India's skeptical patent regime is only one of pharma's worries in the country. New price controls are on their way, and brokerage house HSBC has identified which companies are most likely to suffer from the cuts. Meanwhile, regulators are once again looking at new hurdles to foreign investment, inspired by another round of pharma dealmaking.
Those price controls, which affect 348 drugs designated as "essential medicines," will hit GlaxoSmithKline ($GSK) hardest among Big Pharma. Domestic drugmakers Cadila Healthcare and Cipla--plus Ranbaxy Laboratories, majority-owned by Japan's Daiichi Sankyo--are also expected to take a hit. India's Sun Pharma and Lupin will escape the brunt of the price cuts, MoneyControl says.

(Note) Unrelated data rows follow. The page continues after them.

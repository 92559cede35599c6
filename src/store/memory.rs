//! In-process backend. Used by the test suite and by dev runs without a
//! configured `DATABASE_URL`. Critical sections never span an await, so
//! plain `RwLock`s are enough.

use std::collections::HashMap;
use std::sync::RwLock;
use std::sync::atomic::{AtomicU64, Ordering};

use chrono::{Datelike, NaiveDate};

use crate::error::{LeaveError, LeaveResult};
use crate::model::{
    CreditStatus, EmployeeProfile, LeaveApplication, LeaveBalance, LeaveCreditRequest, LeaveStatus,
    LeaveType, PublicHoliday,
};
use crate::store::ApplicationFilter;

#[derive(Default)]
pub struct MemStore {
    next_id: AtomicU64,
    leave_types: RwLock<HashMap<u64, LeaveType>>,
    holidays: RwLock<HashMap<u64, PublicHoliday>>,
    balances: RwLock<HashMap<(u64, u64, i32), LeaveBalance>>,
    applications: RwLock<HashMap<u64, LeaveApplication>>,
    credits: RwLock<HashMap<u64, LeaveCreditRequest>>,
    employees: RwLock<HashMap<u64, EmployeeProfile>>,
}

impl MemStore {
    pub fn new() -> Self {
        MemStore {
            next_id: AtomicU64::new(1),
            ..Default::default()
        }
    }

    fn next_id(&self) -> u64 {
        self.next_id.fetch_add(1, Ordering::Relaxed)
    }

    fn poisoned() -> LeaveError {
        LeaveError::Storage("memory store lock poisoned".into())
    }

    // ---- leave types ----

    pub async fn insert_leave_type(&self, lt: &LeaveType) -> LeaveResult<u64> {
        let id = self.next_id();
        let mut row = lt.clone();
        row.id = id;
        self.leave_types
            .write()
            .map_err(|_| Self::poisoned())?
            .insert(id, row);
        Ok(id)
    }

    pub async fn update_leave_type(&self, lt: &LeaveType) -> LeaveResult<bool> {
        let mut table = self.leave_types.write().map_err(|_| Self::poisoned())?;
        match table.get_mut(&lt.id) {
            Some(row) => {
                *row = lt.clone();
                Ok(true)
            }
            None => Ok(false),
        }
    }

    pub async fn delete_leave_type(&self, id: u64) -> LeaveResult<bool> {
        Ok(self
            .leave_types
            .write()
            .map_err(|_| Self::poisoned())?
            .remove(&id)
            .is_some())
    }

    pub async fn get_leave_type(&self, id: u64) -> LeaveResult<Option<LeaveType>> {
        Ok(self
            .leave_types
            .read()
            .map_err(|_| Self::poisoned())?
            .get(&id)
            .cloned())
    }

    pub async fn list_leave_types(&self) -> LeaveResult<Vec<LeaveType>> {
        let mut types: Vec<_> = self
            .leave_types
            .read()
            .map_err(|_| Self::poisoned())?
            .values()
            .cloned()
            .collect();
        types.sort_by_key(|t| t.id);
        Ok(types)
    }

    pub async fn count_type_references(&self, id: u64) -> LeaveResult<u64> {
        let balances = self.balances.read().map_err(|_| Self::poisoned())?;
        let apps = self.applications.read().map_err(|_| Self::poisoned())?;
        let count = balances.values().filter(|b| b.leave_type_id == id).count()
            + apps.values().filter(|a| a.leave_type_id == id).count();
        Ok(count as u64)
    }

    // ---- holidays ----

    pub async fn insert_holiday(&self, h: &PublicHoliday) -> LeaveResult<u64> {
        let id = self.next_id();
        let mut row = h.clone();
        row.id = id;
        self.holidays
            .write()
            .map_err(|_| Self::poisoned())?
            .insert(id, row);
        Ok(id)
    }

    pub async fn update_holiday(&self, h: &PublicHoliday) -> LeaveResult<bool> {
        let mut table = self.holidays.write().map_err(|_| Self::poisoned())?;
        match table.get_mut(&h.id) {
            Some(row) => {
                *row = h.clone();
                Ok(true)
            }
            None => Ok(false),
        }
    }

    pub async fn delete_holiday(&self, id: u64) -> LeaveResult<bool> {
        Ok(self
            .holidays
            .write()
            .map_err(|_| Self::poisoned())?
            .remove(&id)
            .is_some())
    }

    pub async fn get_holiday(&self, id: u64) -> LeaveResult<Option<PublicHoliday>> {
        Ok(self
            .holidays
            .read()
            .map_err(|_| Self::poisoned())?
            .get(&id)
            .cloned())
    }

    pub async fn list_holidays(&self, year: i32) -> LeaveResult<Vec<PublicHoliday>> {
        let mut rows: Vec<_> = self
            .holidays
            .read()
            .map_err(|_| Self::poisoned())?
            .values()
            .filter(|h| h.holiday_date.year() == year)
            .cloned()
            .collect();
        rows.sort_by_key(|h| h.holiday_date);
        Ok(rows)
    }

    // ---- balances ----

    pub async fn get_balance(
        &self,
        employee_id: u64,
        leave_type_id: u64,
        year: i32,
    ) -> LeaveResult<Option<LeaveBalance>> {
        Ok(self
            .balances
            .read()
            .map_err(|_| Self::poisoned())?
            .get(&(employee_id, leave_type_id, year))
            .cloned())
    }

    pub async fn upsert_balance(&self, balance: &LeaveBalance) -> LeaveResult<()> {
        self.balances.write().map_err(|_| Self::poisoned())?.insert(
            (balance.employee_id, balance.leave_type_id, balance.year),
            balance.clone(),
        );
        Ok(())
    }

    pub async fn balances_for_employee(
        &self,
        employee_id: u64,
        year: i32,
    ) -> LeaveResult<Vec<LeaveBalance>> {
        let mut rows: Vec<_> = self
            .balances
            .read()
            .map_err(|_| Self::poisoned())?
            .values()
            .filter(|b| b.employee_id == employee_id && b.year == year)
            .cloned()
            .collect();
        rows.sort_by_key(|b| b.leave_type_id);
        Ok(rows)
    }

    pub async fn balances_for_year(&self, year: i32) -> LeaveResult<Vec<LeaveBalance>> {
        let mut rows: Vec<_> = self
            .balances
            .read()
            .map_err(|_| Self::poisoned())?
            .values()
            .filter(|b| b.year == year)
            .cloned()
            .collect();
        rows.sort_by_key(|b| (b.employee_id, b.leave_type_id));
        Ok(rows)
    }

    // ---- applications ----

    pub async fn insert_application(&self, app: &LeaveApplication) -> LeaveResult<u64> {
        let id = self.next_id();
        let mut row = app.clone();
        row.id = id;
        self.applications
            .write()
            .map_err(|_| Self::poisoned())?
            .insert(id, row);
        Ok(id)
    }

    pub async fn update_application(&self, app: &LeaveApplication) -> LeaveResult<bool> {
        let mut table = self.applications.write().map_err(|_| Self::poisoned())?;
        match table.get_mut(&app.id) {
            Some(row) => {
                *row = app.clone();
                Ok(true)
            }
            None => Ok(false),
        }
    }

    pub async fn get_application(&self, id: u64) -> LeaveResult<Option<LeaveApplication>> {
        Ok(self
            .applications
            .read()
            .map_err(|_| Self::poisoned())?
            .get(&id)
            .cloned())
    }

    pub async fn list_applications(
        &self,
        filter: &ApplicationFilter,
    ) -> LeaveResult<(Vec<LeaveApplication>, i64)> {
        let table = self.applications.read().map_err(|_| Self::poisoned())?;
        let mut rows: Vec<_> = table
            .values()
            .filter(|a| filter.employee_id.is_none_or(|id| a.employee_id == id))
            .filter(|a| {
                filter
                    .employee_ids
                    .as_ref()
                    .is_none_or(|ids| ids.contains(&a.employee_id))
            })
            .filter(|a| filter.status.is_none_or(|s| a.status == s))
            .filter(|a| filter.year.is_none_or(|y| a.from_date.year() == y))
            .cloned()
            .collect();
        rows.sort_by(|a, b| b.created_at.cmp(&a.created_at));

        let total = rows.len() as i64;
        let offset = filter.page.saturating_sub(1).saturating_mul(filter.per_page) as usize;
        let page: Vec<_> = rows
            .into_iter()
            .skip(offset)
            .take(filter.per_page as usize)
            .collect();
        Ok((page, total))
    }

    pub async fn live_applications_in_range(
        &self,
        employee_id: u64,
        from: NaiveDate,
        to: NaiveDate,
    ) -> LeaveResult<Vec<LeaveApplication>> {
        let table = self.applications.read().map_err(|_| Self::poisoned())?;
        let mut rows: Vec<_> = table
            .values()
            .filter(|a| a.employee_id == employee_id && a.blocks_overlap() && a.overlaps(from, to))
            .cloned()
            .collect();
        rows.sort_by_key(|a| a.from_date);
        Ok(rows)
    }

    pub async fn applications_for_year(&self, year: i32) -> LeaveResult<Vec<LeaveApplication>> {
        let table = self.applications.read().map_err(|_| Self::poisoned())?;
        Ok(table
            .values()
            .filter(|a| a.from_date.year() == year)
            .cloned()
            .collect())
    }

    pub async fn count_pending_applications(&self) -> LeaveResult<i64> {
        let table = self.applications.read().map_err(|_| Self::poisoned())?;
        Ok(table
            .values()
            .filter(|a| a.status == LeaveStatus::Pending)
            .count() as i64)
    }

    // ---- credit requests ----

    pub async fn insert_credit_request(&self, req: &LeaveCreditRequest) -> LeaveResult<u64> {
        let id = self.next_id();
        let mut row = req.clone();
        row.id = id;
        self.credits
            .write()
            .map_err(|_| Self::poisoned())?
            .insert(id, row);
        Ok(id)
    }

    pub async fn update_credit_request(&self, req: &LeaveCreditRequest) -> LeaveResult<bool> {
        let mut table = self.credits.write().map_err(|_| Self::poisoned())?;
        match table.get_mut(&req.id) {
            Some(row) => {
                *row = req.clone();
                Ok(true)
            }
            None => Ok(false),
        }
    }

    pub async fn get_credit_request(&self, id: u64) -> LeaveResult<Option<LeaveCreditRequest>> {
        Ok(self
            .credits
            .read()
            .map_err(|_| Self::poisoned())?
            .get(&id)
            .cloned())
    }

    pub async fn list_credit_requests(
        &self,
        employee_id: Option<u64>,
        status: Option<CreditStatus>,
    ) -> LeaveResult<Vec<LeaveCreditRequest>> {
        let table = self.credits.read().map_err(|_| Self::poisoned())?;
        let mut rows: Vec<_> = table
            .values()
            .filter(|r| employee_id.is_none_or(|id| r.employee_id == id))
            .filter(|r| status.is_none_or(|s| r.status == s))
            .cloned()
            .collect();
        rows.sort_by(|a, b| b.created_at.cmp(&a.created_at));
        Ok(rows)
    }

    // ---- employee mirror ----

    pub async fn upsert_employee(&self, profile: &EmployeeProfile) -> LeaveResult<()> {
        self.employees
            .write()
            .map_err(|_| Self::poisoned())?
            .insert(profile.employee_id, profile.clone());
        Ok(())
    }

    pub async fn get_employee(&self, employee_id: u64) -> LeaveResult<Option<EmployeeProfile>> {
        Ok(self
            .employees
            .read()
            .map_err(|_| Self::poisoned())?
            .get(&employee_id)
            .cloned())
    }

    pub async fn list_employees(&self) -> LeaveResult<Vec<EmployeeProfile>> {
        let mut rows: Vec<_> = self
            .employees
            .read()
            .map_err(|_| Self::poisoned())?
            .values()
            .cloned()
            .collect();
        rows.sort_by_key(|e| e.employee_id);
        Ok(rows)
    }
}
//! Caller identity extractor.
//!
//! Authentication is owned by the upstream gateway, which terminates the
//! session and forwards the resolved identity in trusted headers:
//! `X-Role` (employee | manager | hr_admin | super_admin) and, for users
//! linked to an employee record, `X-Employee-Id`. This service must only
//! ever be reachable through that gateway.

use actix_web::error::ErrorUnauthorized;
use actix_web::{FromRequest, HttpRequest, dev::Payload};
use futures::future::{Ready, ready};

use crate::error::{LeaveError, LeaveResult};
use crate::model::{Caller, Role};

pub struct Actor {
    pub employee_id: Option<u64>,
    pub role: Role,
}

impl Actor {
    pub fn caller(&self) -> Caller {
        Caller {
            employee_id: self.employee_id,
            role: self.role,
        }
    }

    /// The employee record linked to this user, for self-service endpoints.
    pub fn employee_id(&self) -> LeaveResult<u64> {
        self.employee_id.ok_or_else(|| {
            LeaveError::permission("user is not linked to an employee record")
        })
    }

    pub fn require_admin(&self) -> LeaveResult<()> {
        if self.role.is_admin() {
            Ok(())
        } else {
            Err(LeaveError::permission("HR/super-admin only"))
        }
    }

    pub fn require_super_admin(&self) -> LeaveResult<()> {
        if self.role == Role::SuperAdmin {
            Ok(())
        } else {
            Err(LeaveError::permission("super-admin only"))
        }
    }

    pub fn require_approver(&self) -> LeaveResult<()> {
        if self.role.can_approve() {
            Ok(())
        } else {
            Err(LeaveError::permission("approver role required"))
        }
    }
}

impl FromRequest for Actor {
    type Error = actix_web::Error;
    type Future = Ready<Result<Self, Self::Error>>;

    fn from_request(req: &HttpRequest, _: &mut Payload) -> Self::Future {
        let role = match req
            .headers()
            .get("X-Role")
            .and_then(|h| h.to_str().ok())
        {
            Some(raw) => match raw.parse::<Role>() {
                Ok(role) => role,
                Err(_) => return ready(Err(ErrorUnauthorized("Invalid role"))),
            },
            None => return ready(Err(ErrorUnauthorized("Missing identity headers"))),
        };

        let employee_id = match req
            .headers()
            .get("X-Employee-Id")
            .and_then(|h| h.to_str().ok())
        {
            Some(raw) => match raw.parse::<u64>() {
                Ok(id) => Some(id),
                Err(_) => return ready(Err(ErrorUnauthorized("Invalid employee id"))),
            },
            None => None,
        };

        ready(Ok(Actor { employee_id, role }))
    }
}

Meanwhile, the Department of Industrial Policy and Promotion (DIPP) is asking India's prime minister to revisit the rules on foreign investment in the pharma sector, the Economic Times reports, citing sources. After a long debate, last year the country changed foreign investment rules to require government approval on foreign puchases of domestic drugmakers. Deals involving new projects don't require upfront approval.

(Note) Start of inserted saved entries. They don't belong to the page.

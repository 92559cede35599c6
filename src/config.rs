use dotenvy::dotenv;
use std::env;

#[derive(Clone)]
pub struct Config {
    pub server_addr: String,
    /// Unset means the in-memory store (dev/test runs).
    pub database_url: Option<String>,
    pub api_prefix: String,

    // Rate limiting
    pub rate_read_per_min: u32,
    pub rate_mutate_per_min: u32,
}

impl Config {
    pub fn from_env() -> Self {
        dotenv().ok();

        Self {
            server_addr: env::var("SERVER_ADDR").unwrap_or_else(|_| "127.0.0.1:8080".to_string()),
            database_url: env::var("DATABASE_URL").ok(),
            api_prefix: env::var("API_PREFIX").unwrap_or_else(|_| "/api/v1".to_string()),
            rate_read_per_min: env::var("RATE_READ_PER_MIN")
                .unwrap_or_else(|_| "1000".to_string())
                .parse()
                .unwrap_or(1000),
            rate_mutate_per_min: env::var("RATE_MUTATE_PER_MIN")
                .unwrap_or_else(|_| "120".to_string())
                .parse()
                .unwrap_or(120),
        }
    }
}
//! Error taxonomy for the leave engine.
//!
//! Every fallible operation in the core returns [`LeaveError`]. The variants
//! map one-to-one onto HTTP responses via [`actix_web::ResponseError`], so
//! handlers can bubble errors with `?` and still produce the JSON bodies the
//! dashboard expects.

use actix_web::{HttpResponse, http::StatusCode};
use chrono::NaiveDate;
use serde_json::json;
use thiserror::Error;

#[derive(Debug, Error)]
pub enum LeaveError {
    /// Malformed or ineligible input. Surfaced directly, never retried.
    #[error("{message}")]
    Validation { message: String },

    /// The requested range intersects an existing pending/approved
    /// application. Carries the conflicting range.
    #[error("requested range overlaps an existing application ({from} to {to})")]
    Overlap { from: NaiveDate, to: NaiveDate },

    /// Not enough balance and no substitution applies.
    #[error("insufficient leave balance: available {available}, requested {requested}")]
    InsufficientBalance { available: f64, requested: f64 },

    /// Operation not valid for the current lifecycle state.
    #[error("invalid state transition: {message}")]
    InvalidStateTransition { message: String },

    #[error("permission denied: {message}")]
    PermissionDenied { message: String },

    #[error("{what} not found")]
    NotFound { what: String },

    #[error("storage error: {0}")]
    Storage(String),
}

impl LeaveError {
    pub fn validation(message: impl Into<String>) -> Self {
        LeaveError::Validation {
            message: message.into(),
        }
    }

    pub fn invalid_transition(message: impl Into<String>) -> Self {
        LeaveError::InvalidStateTransition {
            message: message.into(),
        }
    }

    pub fn permission(message: impl Into<String>) -> Self {
        LeaveError::PermissionDenied {
            message: message.into(),
        }
    }

    pub fn not_found(what: impl Into<String>) -> Self {
        LeaveError::NotFound { what: what.into() }
    }
}

impl From<sqlx::Error> for LeaveError {
    fn from(err: sqlx::Error) -> Self {
        LeaveError::Storage(err.to_string())
    }
}

impl actix_web::ResponseError for LeaveError {
    fn status_code(&self) -> StatusCode {
        match self {
            LeaveError::Validation { .. } | LeaveError::InsufficientBalance { .. } => {
                StatusCode::BAD_REQUEST
            }
            LeaveError::Overlap { .. } | LeaveError::InvalidStateTransition { .. } => {
                StatusCode::CONFLICT
            }
            LeaveError::PermissionDenied { .. } => StatusCode::FORBIDDEN,
            LeaveError::NotFound { .. } => StatusCode::NOT_FOUND,
            LeaveError::Storage(_) => StatusCode::INTERNAL_SERVER_ERROR,
        }
    }

    fn error_response(&self) -> HttpResponse {
        if let LeaveError::Storage(detail) = self {
            tracing::error!(error = %detail, "storage failure");
            // Internal detail stays in the logs.
            return HttpResponse::InternalServerError().json(json!({
                "message": "Internal Server Error"
            }));
        }
        HttpResponse::build(self.status_code()).json(json!({
            "message": self.to_string()
        }))
    }
}

pub type LeaveResult<T> = Result<T, LeaveError>;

Since then, several foreign companies have applied for approvals, and four of the latest proposals have the DIPP worried about foreign investment again. U.S.-based Mylan ($MYL) is involved in two of those, while Japan-based Terumo filed another. One official told the ET that "the policy needs to be relooked at the highest level."

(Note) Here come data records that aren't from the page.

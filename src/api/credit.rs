use actix_web::{HttpResponse, web};
use chrono::{NaiveDate, Utc};
use serde::Deserialize;
use utoipa::ToSchema;

use crate::actor::Actor;
use crate::error::LeaveError;
use crate::model::LeaveCreditRequest;
use crate::state::AppState;

#[derive(Deserialize, ToSchema)]
pub struct CreateCreditRequest {
    /// Defaults to the caller's own employee record.
    #[serde(default)]
    #[schema(example = 1000)]
    pub employee_id: Option<u64>,
    #[schema(example = "2025-01-26", value_type = String, format = "date")]
    pub date_worked: NaiveDate,
    #[schema(example = "Worked the release weekend")]
    pub reason: String,
}

/* =========================
Request compensatory credit
========================= */
#[utoipa::path(
    post,
    path = "/api/v1/credits",
    request_body = CreateCreditRequest,
    responses(
        (status = 200, description = "Credit request created as pending", body = LeaveCreditRequest),
        (status = 400, description = "Future date or reason too short"),
        (status = 403, description = "Forbidden")
    ),
    tag = "Credit"
)]
pub async fn request_credit(
    actor: Actor,
    state: web::Data<AppState>,
    payload: web::Json<CreateCreditRequest>,
) -> Result<HttpResponse, LeaveError> {
    let employee_id = match payload.employee_id {
        Some(id) => id,
        None => actor.employee_id()?,
    };
    let req = state
        .credits
        .request(
            employee_id,
            &actor.caller(),
            payload.date_worked,
            &payload.reason,
            Utc::now().date_naive(),
        )
        .await?;
    Ok(HttpResponse::Ok().json(req))
}

/* =========================
My credit requests
========================= */
#[utoipa::path(
    get,
    path = "/api/v1/credits/my",
    responses(
        (status = 200, description = "Caller's credit requests", body = [LeaveCreditRequest]),
        (status = 403, description = "User has no employee record")
    ),
    tag = "Credit"
)]
pub async fn my_credit_requests(
    actor: Actor,
    state: web::Data<AppState>,
) -> Result<HttpResponse, LeaveError> {
    let employee_id = actor.employee_id()?;
    let requests = state
        .credits
        .list_for_employee(employee_id, &actor.caller())
        .await?;
    Ok(HttpResponse::Ok().json(requests))
}

/* =========================
Pending credit requests for the caller
========================= */
#[utoipa::path(
    get,
    path = "/api/v1/credits/pending",
    responses(
        (status = 200, description = "Pending requests the caller may decide", body = [LeaveCreditRequest]),
        (status = 403, description = "Forbidden")
    ),
    tag = "Credit"
)]
pub async fn pending_credit_requests(
    actor: Actor,
    state: web::Data<AppState>,
) -> Result<HttpResponse, LeaveError> {
    let requests = state.credits.list_pending(&actor.caller()).await?;
    Ok(HttpResponse::Ok().json(requests))
}

/* =========================
Approve credit request
========================= */
#[utoipa::path(
    put,
    path = "/api/v1/credits/{request_id}/approve",
    params(("request_id" = u64, Path, description = "Credit request ID")),
    responses(
        (status = 200, description = "One compensatory-off day credited", body = LeaveCreditRequest),
        (status = 403, description = "Forbidden"),
        (status = 409, description = "Request already decided")
    ),
    tag = "Credit"
)]
pub async fn approve_credit(
    actor: Actor,
    state: web::Data<AppState>,
    path: web::Path<u64>,
) -> Result<HttpResponse, LeaveError> {
    let req = state
        .credits
        .approve(path.into_inner(), &actor.caller())
        .await?;
    Ok(HttpResponse::Ok().json(req))
}

/* =========================
Reject credit request
========================= */
#[utoipa::path(
    put,
    path = "/api/v1/credits/{request_id}/reject",
    params(("request_id" = u64, Path, description = "Credit request ID")),
    responses(
        (status = 200, description = "Request rejected, ledger untouched", body = LeaveCreditRequest),
        (status = 403, description = "Forbidden"),
        (status = 409, description = "Request already decided")
    ),
    tag = "Credit"
)]
pub async fn reject_credit(
    actor: Actor,
    state: web::Data<AppState>,
    path: web::Path<u64>,
) -> Result<HttpResponse, LeaveError> {
    let req = state
        .credits
        .reject(path.into_inner(), &actor.caller())
        .await?;
    Ok(HttpResponse::Ok().json(req))
}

The original debate arose after a series of deals took Big Pharma deeper into the Indian market. Daiichi bought its stake in Ranbaxy, for one, and Abbott Laboratories ($ABT) snapped up Piramal Health Care's domestic drug business to become India's biggest drugmaker. Big Pharma has been targeting India, one of the fastest-growing drug markets, for its own expansion, as business in more mature markets slows.